Философа обвинили в том, что он добился расположения Василия III посредством волхования — он якобы писал водкой на дланях. Пристав старец Тихон Ленков передал слова Грека: «Ведаю все везде, где что деется». Эти слова также были вменены писателю в вину. Собор увидел в них чародейство: «Ино то волхование еллинское и еретическое».
Инициаторы суда стремились очернить ученого-переводчика как шпиона и колдуна с единственной целью — опорочить его переводы, якобы возводящие хулу на старую веру. Главные обвинения сводились к тому, что Грек не признавал русских священных книг, исказил ряд канонических статей в Кормчей, «заглаживал» (стирал) отдельные строки в Евангелии, хулил русских чудотворцев. Отвечая на последнее обвинение, Максим заявил, что никогда ничего не говорил о митрополитах Петре и Алексее, Сергии Радонежском и Кирилле, а про чудотворца Пафнутия Боровского говорил: «Того для, что он держал села, и на деньги росты имал, и люди и слуги держал, и судил, и кнутьем бил, ино ему чюдотворцем как быти?» Максим не собирался декларировать свою принадлежность к так называемому движению нестяжателей. Он говорил об очевидных вещах. Истинно святую жизнь вели пустынники в скитах, тогда как старцы монастырей были погружены в мирские дела и их жизнь была далека от святости.

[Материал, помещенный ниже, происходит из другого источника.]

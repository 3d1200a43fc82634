//! History sources
//!
//! Two [`HistorySource`] implementations used to bootstrap the index:
//!
//! - [`HttpHistory`]: `GET <base>/api/spans/history`, body `{"spans": [...]}`
//! - [`JsonLinesHistory`]: a file with one span record per line, as written
//!   by the producer's file exporter
//!
//! Both decode record by record. A malformed record is logged and skipped so
//! one bad line never costs the whole batch.

use crate::config::FeedConfig;
use serde::Deserialize;
use spanscope_core::{Error, HistorySource, Result, Span};
use std::path::{Path, PathBuf};

/// Decode a batch of raw JSON records, skipping the ones that don't parse
pub(crate) fn decode_records<I>(origin: &str, records: I) -> Vec<Span>
where
    I: IntoIterator<Item = serde_json::Value>,
{
    let mut spans = Vec::new();
    for (position, record) in records.into_iter().enumerate() {
        match serde_json::from_value::<Span>(record) {
            Ok(span) => spans.push(span),
            Err(e) => {
                tracing::warn!(origin, position, error = %e, "Skipping malformed span record");
            }
        }
    }
    spans
}

/// Map a ureq failure into our error type
pub(crate) fn http_error(url: &str, err: ureq::Error) -> Error {
    match err {
        ureq::Error::Status(code, _) => Error::Http(format!("{} returned status {}", url, code)),
        ureq::Error::Transport(transport) => Error::Http(format!("{}: {}", url, transport)),
    }
}

/// Build the blocking HTTP agent shared by history and stream requests
pub(crate) fn agent(config: &FeedConfig) -> ureq::Agent {
    ureq::AgentBuilder::new()
        .timeout_connect(config.connect_timeout())
        .timeout_read(config.read_timeout())
        .build()
}

#[derive(Debug, Deserialize)]
struct HistoryBody {
    #[serde(default)]
    spans: Vec<serde_json::Value>,
}

// ============================================================================
// HTTP
// ============================================================================

/// History fetched from the span server
#[derive(Debug, Clone)]
pub struct HttpHistory {
    url: String,
    agent: ureq::Agent,
}

impl HttpHistory {
    /// Build from feed configuration
    pub fn new(config: &FeedConfig) -> Self {
        Self::with_agent(config.history_url(), agent(config))
    }

    /// Build with an existing agent (shares its connection pool)
    pub fn with_agent(url: impl Into<String>, agent: ureq::Agent) -> Self {
        Self {
            url: url.into(),
            agent,
        }
    }

    /// Endpoint this source reads from
    pub fn url(&self) -> &str {
        &self.url
    }
}

impl HistorySource for HttpHistory {
    fn fetch(&self) -> Result<Vec<Span>> {
        let response = self
            .agent
            .get(&self.url)
            .set("Accept", "application/json")
            .call()
            .map_err(|e| http_error(&self.url, e))?;

        let body: HistoryBody = response
            .into_json()
            .map_err(|e| Error::Serialization(format!("{}: {}", self.url, e)))?;

        Ok(decode_records(&self.url, body.spans))
    }

    fn describe(&self) -> String {
        self.url.clone()
    }
}

// ============================================================================
// JSON Lines
// ============================================================================

/// History read from a JSON-Lines file
#[derive(Debug, Clone)]
pub struct JsonLinesHistory {
    path: PathBuf,
}

impl JsonLinesHistory {
    /// Read from `path` on every fetch
    pub fn new(path: impl Into<PathBuf>) -> Self {
        Self { path: path.into() }
    }

    /// File this source reads from
    pub fn path(&self) -> &Path {
        &self.path
    }

    /// Decode a JSON-Lines document
    ///
    /// Blank lines are ignored. Lines that are not valid span records are
    /// logged with their 1-based line number and skipped.
    pub fn parse(origin: &str, text: &str) -> Vec<Span> {
        let mut spans = Vec::new();
        for (number, line) in text.lines().enumerate() {
            let line = line.trim();
            if line.is_empty() {
                continue;
            }
            match serde_json::from_str::<Span>(line) {
                Ok(span) => spans.push(span),
                Err(e) => {
                    tracing::warn!(origin, line = number + 1, error = %e, "Skipping malformed span line");
                }
            }
        }
        spans
    }
}

impl HistorySource for JsonLinesHistory {
    fn fetch(&self) -> Result<Vec<Span>> {
        let text = std::fs::read_to_string(&self.path)?;
        Ok(Self::parse(&self.describe(), &text))
    }

    fn describe(&self) -> String {
        self.path.display().to_string()
    }
}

Греки из окружения философа, выступавшие на суде как свидетели обвинения, тщетно рассчитывали на милость и снисхождение властей. Все они вместе с русскими писцами, участвовавшими в исправлении русских богослужебных книг, подвергались суровому наказанию. Максима Грека перевели из тюрьмы Иосифо-Волоколамского монастыря в Тверь. «Оковы паки дасте ми, — жаловался страдалец, — и паки аз заточен, и паки затворен и различными озлоблении озлобляем». Келейник Максима Афанасий и старец Чудова монастыря Вассиан Рушанин попали в заточение к митрополиту, Михаил Медоварцев — к коломенскому владыке Вассиану Топоркову, чудовский старец Вассиан Рогатая Вошь — к рязанскому владыке Ионе, архимандрит Савва — в Левкиеву Успенскую пустошь в окрестностях Волоколамска. Писца Исаака Собаку решили заточить в Юрьев монастырь в Новгороде, но затем изменили решение и отослали в митрополичий монастырь в Волосове, под Владимиром.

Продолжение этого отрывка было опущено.